Regulation of vimentin expression and protease-mediated vimentin degradation during differentiation of human monocytic leukemia cells.

Abstract

Terminal differentiation of human monocytic leukemia THP‐1 cells is induced in vitro by 12‐O‐tetradecanoylphorbol‐13‐acetate (TPA). We investigated the effects of TPA on the expression of vimentin during the differentiation of THP‐1 cells at both the mRNA and the protein level. On northern blotting analysis, a 2.1 kb vimentin mRNA was up‐regulated by TPA. On western blotting, small vimentin molecules with a molecular mass of approximately 40 kDa were observed in the soluble fraction and increased with TPA‐induction of cellular differentiation. Since larger, including intact, vimentin molecules were detectable at a high TPA dose, we assessed the possible existence of protease activity directed against vimentin in THP‐1 cells. With incubation of the cellular lysates of THP‐1 cells, the endogenous vimentin became increasingly smaller over time, suggesting the presence of a vimentin‐degrading protease. Phenylmethylsulfonyl fluoride inhibited this apparent protease activity against vimentin, suggesting the enzyme involved to be a serine protease. Interestingly, the protease activity was down‐regulated by TPA treatment.

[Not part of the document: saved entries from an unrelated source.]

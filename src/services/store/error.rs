//! Store failure taxonomy.
//!
//! Every failed mutation resolves to exactly one of these; the
//! reschedule controller turns them into banner messages and never
//! propagates them further.

/// Outcome classification for calls against the authoritative store.
#[derive(Debug, Clone, PartialEq, Eq, thiserror::Error)]
pub enum StoreError {
    /// Rejected client-side before any request was issued.
    #[error("Precondition failed: {0}")]
    Precondition(String),

    /// Hard overlap rejected by the store (409).
    #[error("Scheduling conflict: {0}")]
    Conflict(String),

    /// The caller's version token no longer matches the store's current
    /// value; resolved only by a fresh data pull.
    #[error("Entry was edited elsewhere")]
    StaleVersion,

    /// Another session holds an edit lock on the activity (423).
    #[error("Entry is locked by another session")]
    Locked,

    /// Network, decode, or server failure; safe to retry manually.
    #[error("Transport failure: {0}")]
    Transport(String),
}

impl StoreError {
    /// Whether a retry with unchanged input could plausibly succeed.
    pub fn is_retryable(&self) -> bool {
        matches!(self, StoreError::Locked | StoreError::Transport(_))
    }
}
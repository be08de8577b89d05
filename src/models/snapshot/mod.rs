// Snapshot module
// Wire records from the authoritative calendar store and their
// normalization into activities

use chrono::{DateTime, Duration, Utc};
use serde::Deserialize;

use super::activity::{Activity, ActivityKind, Version, DEFAULT_MATCH_DURATION_MINUTES};
use super::conflict::ConflictRecord;

/// Court block as returned by the store's read endpoint.
#[derive(Debug, Clone, Deserialize)]
#[serde(rename_all = "camelCase")]
pub struct CourtBlockRecord {
    pub id: i64,
    #[serde(default)]
    pub court_id: Option<i64>,
    pub start_at: String,
    pub end_at: String,
    #[serde(default)]
    pub label: Option<String>,
    #[serde(default)]
    pub kind: Option<String>,
    #[serde(default)]
    pub note: Option<String>,
    #[serde(default)]
    pub updated_at: Option<String>,
}

/// Player unavailability window as returned by the store.
#[derive(Debug, Clone, Deserialize)]
#[serde(rename_all = "camelCase")]
pub struct AvailabilityRecord {
    pub id: i64,
    #[serde(default)]
    pub player_profile_id: Option<i64>,
    #[serde(default)]
    pub player_name: Option<String>,
    #[serde(default)]
    pub player_email: Option<String>,
    pub start_at: String,
    pub end_at: String,
    #[serde(default)]
    pub note: Option<String>,
    #[serde(default)]
    pub updated_at: Option<String>,
}

/// Scheduled match as returned by the store.
#[derive(Debug, Clone, Deserialize)]
#[serde(rename_all = "camelCase")]
pub struct MatchRecord {
    pub id: i64,
    #[serde(default)]
    pub start_time: Option<String>,
    #[serde(default)]
    pub planned_start_at: Option<String>,
    #[serde(default)]
    pub planned_end_at: Option<String>,
    #[serde(default)]
    pub planned_duration_minutes: Option<i64>,
    #[serde(default)]
    pub court_id: Option<i64>,
    #[serde(default)]
    pub court_name: Option<String>,
    #[serde(default)]
    pub court_number: Option<i64>,
    #[serde(default)]
    pub round_label: Option<String>,
    #[serde(default)]
    pub group_label: Option<String>,
    #[serde(default)]
    pub updated_at: Option<String>,
}

/// Everything the read endpoint returns for one scheduling context.
///
/// Owned by the store and refetched wholesale after every successful
/// mutation; the engine never patches it in place.
#[derive(Debug, Clone, Default, Deserialize)]
#[serde(rename_all = "camelCase")]
pub struct ScheduleSnapshot {
    #[serde(default)]
    pub blocks: Vec<CourtBlockRecord>,
    #[serde(default)]
    pub availabilities: Vec<AvailabilityRecord>,
    #[serde(default)]
    pub matches: Vec<MatchRecord>,
    #[serde(default)]
    pub conflicts: Vec<ConflictRecord>,
    #[serde(default)]
    pub event_starts_at: Option<String>,
    #[serde(default)]
    pub event_ends_at: Option<String>,
    #[serde(default)]
    pub event_timezone: Option<String>,
    #[serde(default)]
    pub buffer_minutes: Option<i64>,
}

impl ScheduleSnapshot {
    /// Normalize every record into an [`Activity`]. Records with
    /// unparseable or inverted time windows are dropped with a warning;
    /// malformed input is not an error the organizer must act on.
    pub fn activities(&self) -> Vec<Activity> {
        let mut out = Vec::with_capacity(self.blocks.len() + self.availabilities.len() + self.matches.len());
        out.extend(self.blocks.iter().filter_map(CourtBlockRecord::to_activity));
        out.extend(self.availabilities.iter().filter_map(AvailabilityRecord::to_activity));
        out.extend(self.matches.iter().filter_map(MatchRecord::to_activity));
        out
    }

    /// The event's declared overall time window, when both ends parse.
    pub fn event_window(&self) -> Option<(DateTime<Utc>, DateTime<Utc>)> {
        let start = parse_timestamp(self.event_starts_at.as_deref()?)?;
        let end = parse_timestamp(self.event_ends_at.as_deref()?)?;
        Some((start, end))
    }
}

impl CourtBlockRecord {
    pub fn to_activity(&self) -> Option<Activity> {
        let start = parse_timestamp(&self.start_at);
        let end = parse_timestamp(&self.end_at);
        let (Some(start), Some(end)) = (start, end) else {
            log::warn!("Dropping block {}: unparseable time window", self.id);
            return None;
        };
        if end <= start {
            log::warn!("Dropping block {}: end not after start", self.id);
            return None;
        }

        let label = self
            .label
            .as_deref()
            .map(str::trim)
            .filter(|l| !l.is_empty())
            .map(str::to_string)
            .unwrap_or_else(|| "Blocked".to_string());

        Some(Activity {
            kind: ActivityKind::Block,
            id: self.id,
            start,
            end,
            court_id: self.court_id,
            court_name: None,
            court_number: None,
            label,
            version: self.updated_at.clone().map(Version::new),
        })
    }
}

impl AvailabilityRecord {
    pub fn to_activity(&self) -> Option<Activity> {
        let start = parse_timestamp(&self.start_at);
        let end = parse_timestamp(&self.end_at);
        let (Some(start), Some(end)) = (start, end) else {
            log::warn!("Dropping availability {}: unparseable time window", self.id);
            return None;
        };
        if end <= start {
            log::warn!("Dropping availability {}: end not after start", self.id);
            return None;
        }

        let label = self
            .player_name
            .as_deref()
            .or(self.player_email.as_deref())
            .map(str::trim)
            .filter(|l| !l.is_empty())
            .map(str::to_string)
            .unwrap_or_else(|| "Player unavailable".to_string());

        Some(Activity {
            kind: ActivityKind::Availability,
            id: self.id,
            start,
            end,
            court_id: None,
            court_name: None,
            court_number: None,
            label,
            version: self.updated_at.clone().map(Version::new),
        })
    }
}

impl MatchRecord {
    /// Planned window of the match: the planned start wins over the live
    /// start time; a missing end is derived from the planned duration
    /// (default 60 minutes).
    pub fn window(&self) -> Option<(DateTime<Utc>, DateTime<Utc>)> {
        let start = self
            .planned_start_at
            .as_deref()
            .and_then(parse_timestamp)
            .or_else(|| self.start_time.as_deref().and_then(parse_timestamp))?;

        let planned_end = self
            .planned_end_at
            .as_deref()
            .and_then(parse_timestamp)
            .filter(|end| *end > start);

        let end = planned_end.unwrap_or_else(|| {
            let minutes = self
                .planned_duration_minutes
                .filter(|m| *m > 0)
                .unwrap_or(DEFAULT_MATCH_DURATION_MINUTES);
            start + Duration::minutes(minutes)
        });

        Some((start, end))
    }

    pub fn to_activity(&self) -> Option<Activity> {
        let Some((start, end)) = self.window() else {
            log::warn!("Dropping match {}: no usable start time", self.id);
            return None;
        };

        let label = match (self.round_label.as_deref(), self.group_label.as_deref()) {
            (Some(round), Some(group)) => format!("{} · {}", round, group),
            (Some(round), None) => round.to_string(),
            (None, Some(group)) => group.to_string(),
            (None, None) => format!("Match #{}", self.id),
        };

        Some(Activity {
            kind: ActivityKind::Match,
            id: self.id,
            start,
            end,
            court_id: self.court_id,
            court_name: self.court_name.clone(),
            court_number: self.court_number,
            label,
            version: self.updated_at.clone().map(Version::new),
        })
    }
}

fn parse_timestamp(raw: &str) -> Option<DateTime<Utc>> {
    DateTime::parse_from_rfc3339(raw)
        .ok()
        .map(|dt| dt.with_timezone(&Utc))
}
// Lane module
// Derived horizontal tracks; recomputed per render pass, never persisted

use super::activity::{Activity, ActivityKind};

/// Identity of a lane in the timeline.
///
/// Resolution order for an activity: explicit court id, then court
/// display name, then numeric court label, then a kind-specific fallback
/// bucket, so every activity always lands in exactly one lane.
#[derive(Debug, Clone, PartialEq, Eq, Hash)]
pub enum LaneKey {
    Court(i64),
    CourtName(String),
    CourtNumber(i64),
    Bucket(ActivityKind),
}

impl LaneKey {
    /// Resolve the lane an activity belongs to.
    pub fn for_activity(activity: &Activity) -> LaneKey {
        if let Some(court_id) = activity.court_id {
            return LaneKey::Court(court_id);
        }
        if let Some(name) = activity.court_name.as_deref() {
            let trimmed = name.trim();
            if !trimmed.is_empty() {
                return LaneKey::CourtName(trimmed.to_string());
            }
        }
        if let Some(number) = activity.court_number {
            return LaneKey::CourtNumber(number);
        }
        LaneKey::Bucket(activity.kind)
    }

    /// Fallback buckets sort after real courts; the availability bucket
    /// renders last, matching the calendar's bottom row.
    pub fn bucket_rank(&self) -> u8 {
        match self {
            LaneKey::Court(_) | LaneKey::CourtName(_) | LaneKey::CourtNumber(_) => 0,
            LaneKey::Bucket(ActivityKind::Block) => 1,
            LaneKey::Bucket(ActivityKind::Match) => 2,
            LaneKey::Bucket(ActivityKind::Availability) => 3,
        }
    }
}

/// A known court, used to seed its lane even when no activity occupies it
/// yet.
#[derive(Debug, Clone, PartialEq, Eq)]
pub struct LaneHint {
    pub court_id: i64,
    pub label: String,
}

/// One horizontal track of the timeline: a court, or a fallback bucket.
#[derive(Debug, Clone, PartialEq)]
pub struct Lane {
    pub key: LaneKey,
    pub label: String,
    pub court_id: Option<i64>,
    /// Items sorted by start ascending; ties keep input order.
    pub items: Vec<Activity>,
}

impl Lane {
    pub fn new(key: LaneKey, label: impl Into<String>, court_id: Option<i64>) -> Self {
        Self {
            key,
            label: label.into(),
            court_id,
            items: Vec::new(),
        }
    }
}

/// Display label for the lane an activity resolves to, derived from the
/// best court information the activity carries.
pub fn lane_label_for(activity: &Activity) -> String {
    if let Some(name) = activity.court_name.as_deref() {
        let trimmed = name.trim();
        if !trimmed.is_empty() {
            return trimmed.to_string();
        }
    }
    if let Some(number) = activity.court_number {
        return format!("Court {}", number);
    }
    if let Some(court_id) = activity.court_id {
        return format!("Court #{}", court_id);
    }
    match activity.kind {
        ActivityKind::Block => "Unassigned blocks".to_string(),
        ActivityKind::Availability => "Player availability".to_string(),
        ActivityKind::Match => "Unassigned matches".to_string(),
    }
}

TPA‐treated THP‐1 cells were found to express a vimentin‐fUament network based on immunocytochemical analysis using an anti‐vimentin monoclonal antibody, V9. Taken together, these observations suggest that post‐translational mechanisms work in cooperation with transcriptional regulation to maintain the vimenti intermediate filament structure in differentiated THP‐1 cells.